How do you make a small fortune? You start with a large one and buy a rugby club.

The joke is usually reserved for the round-ball game, probably because it feels less cruel in that context and football is thought to be big and ugly enough to stand up for itself.

Indeed, with two of 13 Premiership sides in seemingly sticky financial situations, you would be forgiven for worrying about the future of rugby union in England. And this is before you consider the sport’s existential concerns regarding concussion.

There is a glass half-full perspective, which would suggest that these are two separate and circumstantial issues of varying seriousness depending on who you speak to. First, Worcester Warriors. Although jarring, a winding-up petition from HMRC is far from terminal.

Club figureheads seem hopeful of meeting their outstanding tax bill with “a speedy and satisfactory resolution”. In his exclusive interview with Telegraph Sport this week, the inimitable Steve Diamond suggested that “HMRC are giving all sports clubs a tough time at the moment and Worcester are no different”.

Wasps have been less forthcoming with their communication of late, although owner Derek Richardson gave some similarly defiant quotes to The Times last week. HMRC are also pursuing Wasps, as revealed by Telegraph Sport on Thursday. Compounding this headache is their delay in repaying those who invested in a £35 million bond scheme, which helped acquire the lease of the Coventry Building Society Arena upon the club’s move to the West Midlands from High Wycombe in 2014.

While this relocation was made with the club’s long-term viability in mind, and has been credited with saving Wasps from oblivion, there were always numerous risks involved – not least the question of whether a new city would embrace them. Then Covid crashed into a fragile economic landscape, causing pay-cuts, redundancies in various organisations and a significant dip in revenues.

These problems have been felt across the country. Tony Rowe, the chairman of Exeter Chiefs, claimed this summer that the pandemic has cost him around £16 million over the past two years. He seemed phlegmatic about that figure and his manner spoke volumes.
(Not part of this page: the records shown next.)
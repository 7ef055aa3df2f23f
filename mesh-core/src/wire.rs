//! Overlay frames. Every connection carries whole frames: a little-endian `u32` body length
//! followed by one JSON-encoded [`Message`]. Bodies over [`MAX_FRAME_LEN`] are refused on both
//! sides, so a bad length prefix never makes a node allocate more than that.

use crate::protocol::Message;

/// Width of the body-length prefix.
pub const LEN_SIZE: usize = 4;

/// Largest accepted JSON body.
pub const MAX_FRAME_LEN: usize = 64 * 1024;

#[derive(Debug, thiserror::Error)]
pub enum FrameEncodeError {
    #[error("cannot serialize message: {0}")]
    Encode(#[from] serde_json::Error),
    #[error("message body of {0} bytes exceeds the frame limit")]
    TooLarge(usize),
}

#[derive(Debug, thiserror::Error)]
pub enum FrameDecodeError {
    /// The buffer ends inside the prefix or the body.
    #[error("incomplete frame")]
    NeedMore,
    #[error("announced body of {0} bytes exceeds the frame limit")]
    TooLarge(usize),
    #[error("malformed message body: {0}")]
    Decode(#[from] serde_json::Error),
}

/// Serialize `msg` and prepend its body length.
pub fn encode_frame(msg: &Message) -> Result<Vec<u8>, FrameEncodeError> {
    let body = serde_json::to_vec(msg)?;
    if body.len() > MAX_FRAME_LEN {
        return Err(FrameEncodeError::TooLarge(body.len()));
    }
    let mut frame = (body.len() as u32).to_le_bytes().to_vec();
    frame.extend(body);
    Ok(frame)
}

/// Body length announced by a prefix read off the socket.
pub fn payload_len(header: [u8; LEN_SIZE]) -> Result<usize, FrameDecodeError> {
    match u32::from_le_bytes(header) as usize {
        len if len > MAX_FRAME_LEN => Err(FrameDecodeError::TooLarge(len)),
        len => Ok(len),
    }
}

/// Parse a body whose prefix was already consumed.
pub fn decode_payload(body: &[u8]) -> Result<Message, FrameDecodeError> {
    Ok(serde_json::from_slice(body)?)
}

/// Split the first frame off `bytes`, returning its message and the bytes it used.
/// [`FrameDecodeError::NeedMore`] means the frame is not complete yet.
pub fn decode_frame(bytes: &[u8]) -> Result<(Message, usize), FrameDecodeError> {
    let Some((header, rest)) = bytes.split_first_chunk::<LEN_SIZE>() else {
        return Err(FrameDecodeError::NeedMore);
    };
    let len = payload_len(*header)?;
    let body = rest.get(..len).ok_or(FrameDecodeError::NeedMore)?;
    Ok((decode_payload(body)?, LEN_SIZE + len))
}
Unholy Union, written by Michael Aylwin and Mark Evans, was published in 2019 just before Covid chaos changed everything. Still, the book is a fantastic resource that bears revisiting whenever rugby union hits administrative turbulence, which just happens to be quite often.

Its chapter on English clubs is called “How not to do it” and reminds us that football was not a solvent industry until it became “so big it could not fail to make money”. Rugby union is not at this stage. Aylwin and Evans confront this in a poignant, prescient passage.
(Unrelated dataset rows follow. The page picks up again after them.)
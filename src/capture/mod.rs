//! Camera capture
//!
//! Device discovery, exclusive stream ownership, frame snapshots and still
//! photos. Platform streams sit behind the traits in [`traits`].

pub mod artifact;
pub mod error;
pub mod frame;
pub mod session;
pub mod still;
pub mod synthetic;
pub mod traits;

#[cfg(feature = "native")]
pub mod native;

pub use artifact::{Artifact, ArtifactKind, CaptureArtifacts, DocumentPhotos};
pub use error::{CameraError, PlatformMediaError};
pub use frame::FrameSample;
pub use session::CameraSession;
pub use synthetic::{FaceScript, SyntheticBackend};
pub use traits::{
    CameraBackend, DeviceDescriptor, DeviceId, DeviceKind, Facing, FrameSource, Resolution,
    StreamConstraints, VideoStream,
};
//! ID document photos
//!
//! Front and back photos of the national card are single stills taken with
//! their own short-lived camera session, before the liveness recording.

use crate::capture::frame::wait_for_frame;
use crate::capture::still::still_artifact;
use crate::capture::{Artifact, ArtifactKind, CameraBackend, CameraSession, DeviceId, DocumentPhotos, StreamConstraints};
use crate::utils::error::{LivenessError, LivenessResult};
use serde::{Deserialize, Serialize};
use std::sync::Arc;
use std::time::Duration;

#[derive(Debug, Clone, Copy, PartialEq, Eq, Serialize, Deserialize)]
#[serde(rename_all = "lowercase")]
pub enum DocumentSide {
    Front,
    Back,
}

impl DocumentSide {
    pub fn artifact_kind(&self) -> ArtifactKind {
        match self {
            DocumentSide::Front => ArtifactKind::FrontIdPhoto,
            DocumentSide::Back => ArtifactKind::BackIdPhoto,
        }
    }
}

/// Open `device`, take one still of the document and release the camera
pub async fn capture_document_photo(
    backend: Arc<dyn CameraBackend>,
    device: &DeviceId,
    constraints: &StreamConstraints,
    side: DocumentSide,
    warmup_timeout: Duration,
) -> LivenessResult<Artifact> {
    let mut camera = CameraSession::new(backend);
    let stream = camera.open(device, constraints).await?;

    let result = match wait_for_frame(stream.as_ref(), warmup_timeout).await {
        Some(frame) => still_artifact(&frame, side.artifact_kind()).map_err(LivenessError::from),
        None => Err(LivenessError::NoFrame(device.to_string())),
    };

    camera.close();
    if let Ok(photo) = &result {
        tracing::info!("Captured {:?} document photo ({} bytes)", side, photo.len());
    }
    result
}

/// Front then back photo on the same device
pub async fn capture_documents(
    backend: Arc<dyn CameraBackend>,
    device: &DeviceId,
    constraints: &StreamConstraints,
    warmup_timeout: Duration,
) -> LivenessResult<DocumentPhotos> {
    let front = capture_document_photo(
        backend.clone(),
        device,
        constraints,
        DocumentSide::Front,
        warmup_timeout,
    )
    .await?;
    let back = capture_document_photo(backend, device, constraints, DocumentSide::Back, warmup_timeout).await?;
    Ok(DocumentPhotos { front, back })
}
“One person’s debt is another’s investment in the business,” they write. “As long as there is someone, or some corporation, prepared to cover any short-falls, a club is a viable proposition. Even when there is not, there are creative options available for survival or rebirth.”

The system, say Aylwin and Evans, was one in which clubs were lured into “daring each other to ever greater heights of expenditure” as they waited for revenues to catch up with wages. Only that wages tended to accelerate away again once that did happen.
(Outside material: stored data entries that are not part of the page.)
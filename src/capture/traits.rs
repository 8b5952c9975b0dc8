//! Capture trait definitions
//!
//! Platform-agnostic descriptions of camera devices and the live streams
//! opened on them.

use super::error::Result;
use super::frame::FrameSample;
use crate::recorder::RecordingSlot;
use async_trait::async_trait;
use serde::{Deserialize, Serialize};
use std::fmt;
use std::sync::Arc;

/// Stable identifier of a capture device
#[derive(Debug, Clone, PartialEq, Eq, Hash, Serialize, Deserialize)]
#[serde(transparent)]
pub struct DeviceId(String);

impl DeviceId {
    pub fn new(id: impl Into<String>) -> Self {
        Self(id.into())
    }

    pub fn as_str(&self) -> &str {
        &self.0
    }
}

impl fmt::Display for DeviceId {
    fn fmt(&self, f: &mut fmt::Formatter<'_>) -> fmt::Result {
        f.write_str(&self.0)
    }
}

/// Kind of media device reported by enumeration
#[derive(Debug, Clone, Copy, PartialEq, Eq, Serialize, Deserialize)]
#[serde(rename_all = "lowercase")]
pub enum DeviceKind {
    Video,
    Audio,
}

/// Information about a camera/webcam
#[derive(Debug, Clone, PartialEq, Eq, Serialize, Deserialize)]
#[serde(rename_all = "camelCase")]
pub struct DeviceDescriptor {
    /// Unique device ID
    pub id: DeviceId,

    /// Human readable label (may be empty before permission is granted)
    pub label: String,

    /// Device kind
    pub kind: DeviceKind,
}

impl DeviceDescriptor {
    pub fn video(id: impl Into<String>, label: impl Into<String>) -> Self {
        Self {
            id: DeviceId::new(id),
            label: label.into(),
            kind: DeviceKind::Video,
        }
    }

    /// Name to show in a device picker; unlabeled devices are numbered from 1.
    pub fn display_name(&self, index: usize) -> String {
        if self.label.trim().is_empty() {
            format!("Camera {}", index + 1)
        } else {
            self.label.clone()
        }
    }
}

/// Video resolution
#[derive(Debug, Clone, Copy, PartialEq, Eq, Serialize, Deserialize)]
pub struct Resolution {
    pub width: u32,
    pub height: u32,
}

/// Which way the camera faces relative to the user
#[derive(Debug, Clone, Copy, PartialEq, Eq, Serialize, Deserialize)]
#[serde(rename_all = "lowercase")]
pub enum Facing {
    /// Selfie camera ("user" facing mode)
    Front,
    /// Main camera ("environment" facing mode)
    Back,
}

impl Facing {
    /// Label keywords that identify a device with this facing
    pub fn keywords(&self) -> &'static [&'static str] {
        match self {
            Facing::Front => &["front", "user", "selfie", "user-facing", "前置"],
            Facing::Back => &["back", "environment", "rear", "main", "environment-facing", "后置"],
        }
    }

    pub fn opposite(&self) -> Facing {
        match self {
            Facing::Front => Facing::Back,
            Facing::Back => Facing::Front,
        }
    }
}

/// Constraints requested when opening a stream
#[derive(Debug, Clone, Copy, PartialEq, Eq, Serialize, Deserialize)]
#[serde(rename_all = "camelCase", default)]
pub struct StreamConstraints {
    pub resolution: Resolution,
    pub frame_rate: u32,
    pub facing: Option<Facing>,
}

impl Default for StreamConstraints {
    fn default() -> Self {
        Self {
            resolution: Resolution {
                width: 1280,
                height: 720,
            },
            frame_rate: 30,
            facing: Some(Facing::Front),
        }
    }
}

/// Synchronous accessor for the most recent frame of a stream
pub trait FrameSource: Send + Sync {
    /// Snapshot the current frame; `None` while dimensions are not yet known.
    fn current_frame(&self) -> Option<FrameSample>;
}

/// A live video stream bound to one device
///
/// Readers (sampler, recorder) only pull frames; releasing the hardware is
/// the owning `CameraSession`'s job.
pub trait VideoStream: FrameSource {
    /// Device the stream is bound to
    fn device_id(&self) -> &DeviceId;

    /// Number of live hardware tracks (0 once released)
    fn active_tracks(&self) -> usize;

    /// Stop every track and release the device. Must be idempotent.
    fn stop(&self) -> Result<()>;

    /// Slot a recorder must hold while recording this stream
    fn recording_slot(&self) -> RecordingSlot {
        RecordingSlot::global()
    }
}

/// Platform camera backend
///
/// Implemented by the native (nokhwa) backend and by the synthetic backend
/// used for tests and demos.
#[async_trait]
pub trait CameraBackend: Send + Sync {
    /// Enumerate media devices (may include non-video kinds)
    fn enumerate_devices(&self) -> Result<Vec<DeviceDescriptor>>;

    /// Acquire a live stream on `device`. This is where permission prompts
    /// and device negotiation happen.
    async fn open_stream(
        &self,
        device: &DeviceId,
        constraints: &StreamConstraints,
    ) -> Result<Arc<dyn VideoStream>>;
}

#[cfg(test)]
mod tests {
    use super::*;

    #[test]
    fn test_unlabeled_devices_get_numbered_names() {
        let labeled = DeviceDescriptor::video("a", "FaceTime HD Camera");
        let unlabeled = DeviceDescriptor::video("b", "  ");
        assert_eq!(labeled.display_name(0), "FaceTime HD Camera");
        assert_eq!(unlabeled.display_name(1), "Camera 2");
    }

    #[test]
    fn test_constraints_default_to_720p_front() {
        let constraints = StreamConstraints::default();
        assert_eq!(constraints.resolution.width, 1280);
        assert_eq!(constraints.resolution.height, 720);
        assert_eq!(constraints.facing, Some(Facing::Front));
    }

    #[test]
    fn test_trait_objects_are_send_sync() {
        fn assert_send_sync<T: Send + Sync + ?Sized>() {}
        assert_send_sync::<dyn CameraBackend>();
        assert_send_sync::<dyn VideoStream>();
    }
}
One explicit economic response to the pandemic was for Premiership clubs to reduce the competition’s salary cap from £6.4 million to £5 million in a bid for sustainability. Intentions were noble but a number of players – often, ironically, the grafters whose wages have been squeezed to accommodate rock-stars – are accumulating more matches over a bigger league campaign in smaller squads for less money. Outlays remain lop-sided anyway.

Freddie Burns of Leicester Tigers celebrate as they lift the Gallagher Premiership Trophy - GETTY IMAGES
Freddie Burns of Leicester Tigers celebrate as they lift the Gallagher Premiership Trophy - GETTY IMAGES

Some clubs, those that have retained two marquee players while spending up to the new cap and earning all their credits, will be operating with a squad budget around twice that of the lowest spenders. To add another spinning plate, there are still some active, long-term contracts that carry a discount against the cap because they were signed before a Covid cut-off date.

The hope, obviously, is that Worcester and Wasps somehow escape their respective predicaments. Either way, a disconcerting summer has reinforced the feeling that something has to give. That could be the league’s structure, so as to avoid international clashes, or the cap itself. And, come September, the games need to be compelling.